A previous longitudinal study on a mixed-gender sample of 213 people with an average age of 67 reported that 54 percent of people complaining of cognitive difficulties progressed to mild cognitive impairment (MCI) or dementia within seven years, even though they performed normally on initial cognitive testing. Only 15 percent of those without complaints showed such decline (see Reisberg et al., 2010). The results hint that subjective cognitive impairment is a risk factor for dementia—people may not just be imagining cognitive difficulties. While other factors can account for cognitive problems, Dumas said she controlled for depression, sleep deprivation, and hot flashes in her study and still found differences between groups.

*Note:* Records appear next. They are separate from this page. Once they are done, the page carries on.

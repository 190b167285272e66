//! Level/map containing layers

use crate::{Layer, MultiTileGridLayer, ObjectLayer};
use serde::{Deserialize, Serialize};
use uuid::Uuid;

/// A level/map containing tile and object layers
#[derive(Debug, Clone, Serialize, Deserialize)]
pub struct Level {
    pub id: Uuid,
    pub name: String,
    pub width: u32,
    pub height: u32,
    pub layers: Vec<Layer>,
}

impl Level {
    /// Create a new empty level
    pub fn new(name: impl Into<String>, width: u32, height: u32) -> Self {
        Self {
            id: Uuid::new_v4(),
            name: name.into(),
            width,
            height,
            layers: Vec::new(),
        }
    }

    /// Add a new layer on top
    pub fn add_layer(&mut self, layer: Layer) {
        self.layers.push(layer);
    }

    /// Remove a layer by index
    pub fn remove_layer(&mut self, index: usize) -> Option<Layer> {
        if index < self.layers.len() {
            Some(self.layers.remove(index))
        } else {
            None
        }
    }

    /// Get layer by index
    pub fn get_layer(&self, index: usize) -> Option<&Layer> {
        self.layers.get(index)
    }

    /// Get mutable layer by index
    pub fn get_layer_mut(&mut self, index: usize) -> Option<&mut Layer> {
        self.layers.get_mut(index)
    }

    /// Get the tile grid at a layer index, if that layer holds tiles
    pub fn tile_layer(&self, index: usize) -> Option<&MultiTileGridLayer> {
        self.layers.get(index).and_then(Layer::as_tiles)
    }

    /// Get the mutable tile grid at a layer index
    pub fn tile_layer_mut(&mut self, index: usize) -> Option<&mut MultiTileGridLayer> {
        self.layers.get_mut(index).and_then(Layer::as_tiles_mut)
    }

    /// Get the object list at a layer index, if that layer holds objects
    pub fn object_layer(&self, index: usize) -> Option<&ObjectLayer> {
        self.layers.get(index).and_then(Layer::as_objects)
    }

    /// Get the mutable object list at a layer index
    pub fn object_layer_mut(&mut self, index: usize) -> Option<&mut ObjectLayer> {
        self.layers.get_mut(index).and_then(Layer::as_objects_mut)
    }

    /// Move a layer up (toward index 0)
    pub fn move_layer_up(&mut self, index: usize) -> bool {
        if index > 0 && index < self.layers.len() {
            self.layers.swap(index, index - 1);
            true
        } else {
            false
        }
    }

    /// Move a layer down (toward higher index)
    pub fn move_layer_down(&mut self, index: usize) -> bool {
        if index < self.layers.len().saturating_sub(1) {
            self.layers.swap(index, index + 1);
            true
        } else {
            false
        }
    }

    /// Toggle layer visibility
    pub fn toggle_layer_visibility(&mut self, index: usize) -> bool {
        if let Some(layer) = self.layers.get_mut(index) {
            layer.visible = !layer.visible;
            true
        } else {
            false
        }
    }
}

#[cfg(test)]
mod tests {
    use super::*;
    use crate::{ObjectInstance, TileCoord, TileRef, TileStack};

    #[test]
    fn test_new_level() {
        let level = Level::new("Test Level", 10, 10);
        assert_eq!(level.name, "Test Level");
        assert_eq!(level.width, 10);
        assert_eq!(level.height, 10);
        assert!(level.layers.is_empty());
    }

    #[test]
    fn test_tile_layer_access() {
        let mut level = Level::new("Test", 10, 10);
        level.add_layer(Layer::new_tile_layer("Ground", 10, 10));
        level.add_layer(Layer::new_object_layer("Entities"));

        let coord = TileCoord::new(5, 5);
        let tile = TileRef::new(Uuid::new_v4(), 42);

        // Initially empty
        assert!(level.tile_layer(0).unwrap().get(coord).is_none());

        level
            .tile_layer_mut(0)
            .unwrap()
            .set(coord, Some(TileStack::single(tile)));
        assert_eq!(level.tile_layer(0).unwrap().get(coord).unwrap().top(), Some(tile));

        // Layer 1 is not a tile layer
        assert!(level.tile_layer(1).is_none());
        assert!(level.object_layer(1).is_some());
    }

    #[test]
    fn test_object_layer_access() {
        let mut level = Level::new("Test", 10, 10);
        level.add_layer(Layer::new_object_layer("Entities"));

        let object = ObjectInstance::new("NPC", [100.0, 100.0]);
        let object_id = object.id;
        level.object_layer_mut(0).unwrap().add_object(object);

        assert!(level.object_layer(0).unwrap().get_object(object_id).is_some());
    }

    #[test]
    fn test_layer_reordering() {
        let mut level = Level::new("Test", 10, 10);
        level.add_layer(Layer::new_tile_layer("A", 10, 10));
        level.add_layer(Layer::new_tile_layer("B", 10, 10));

        assert!(level.move_layer_down(0));
        assert_eq!(level.get_layer(0).unwrap().name, "B");
        assert!(!level.move_layer_down(1));
        assert!(level.move_layer_up(1));
        assert_eq!(level.get_layer(0).unwrap().name, "A");
    }
}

“We’re now showing that these cognitive complaints are important around the age of menopause. We suggest they may be related to future cognitive changes,” said Dumas. She plans to follow these women, half of whom will be treated for three months with estrogen and half with placebo, to see if estrogen mitigates the functional differences between the two groups.
In a related poster presentation by Lucas Broster, a graduate student in the lab of Yang Jiang at the University of Kentucky College of Medicine in Lexington, described a pilot study that used functional data to differentiate between people with MCI and healthy controls in a mixed-gender, older cohort. Broster reported that while people with MCI performed just like healthy controls on a working memory task, electroencephalography (EEG) measurements distinguished the two groups (see Part 1 of a two-part series on EEG).
The research team tested 46 people (average age, 76)—either normal controls or diagnosed with MCI or AD—on a delayed match-to-sample test. Participants memorized an image and then determined whether the following images matched. Cognitively healthy people took the same amount of effort to accept or reject an image. However, individuals with MCI had to work harder to reject an image than they did to accept it, as shown by EEG-measured event related potentials in the left frontal brain. Preliminary data suggest that those with AD also had to work harder to reject an image, though Broster cautioned that these data are not significant in the small number of AD patients studied so far. The team will collect more results to see if the trend holds up. “Differentiating healthy patients versus those with MCI is clinically challenging,” said Broster. “If we find that the task is as sensitive as our pilot data imply, it could have some translational potential for screening people for MCI.”—Gwyneth Dickey Zakaib.
- Celone KA, Calhoun VD, Dickerson BC, Atri A, Chua EF, Miller SL, DePeau K, Rentz DM, Selkoe DJ, Blacker D, Albert MS, Sperling RA. Alterations in memory networks in mild cognitive impairment and Alzheimer's disease: an independent component analysis. J Neurosci. 2006 Oct 4;26(40):10222-31. PubMed.
- Reisberg B, Shulman MB, Torossian C, Leng L, Zhu W. Outcome over seven years of healthy adults with and without subjective cognitive impairment. Alzheimers Dement. 2010 Jan;6(1):11-24. PubMed.
- Stewart R, Godin O, Crivello F, Maillard P, Mazoyer B, Tzourio C, Dufouil C. Longitudinal neuroimaging correlates of subjective memory impairment: 4-year prospective community study. Br J Psychiatry. 2011 Mar;198(3):199-205. PubMed.
- van der Flier WM, van Buchem MA, Weverling-Rijnsburger AW, Mutsaers ER, Bollen EL, Admiraal-Behloul F, Westendorp RG, Middelkoop HA. Memory complaints in patients with normal cognition are associated with smaller hippocampal volumes. J Neurol. 2004 Jun;251(6):671-5. PubMed.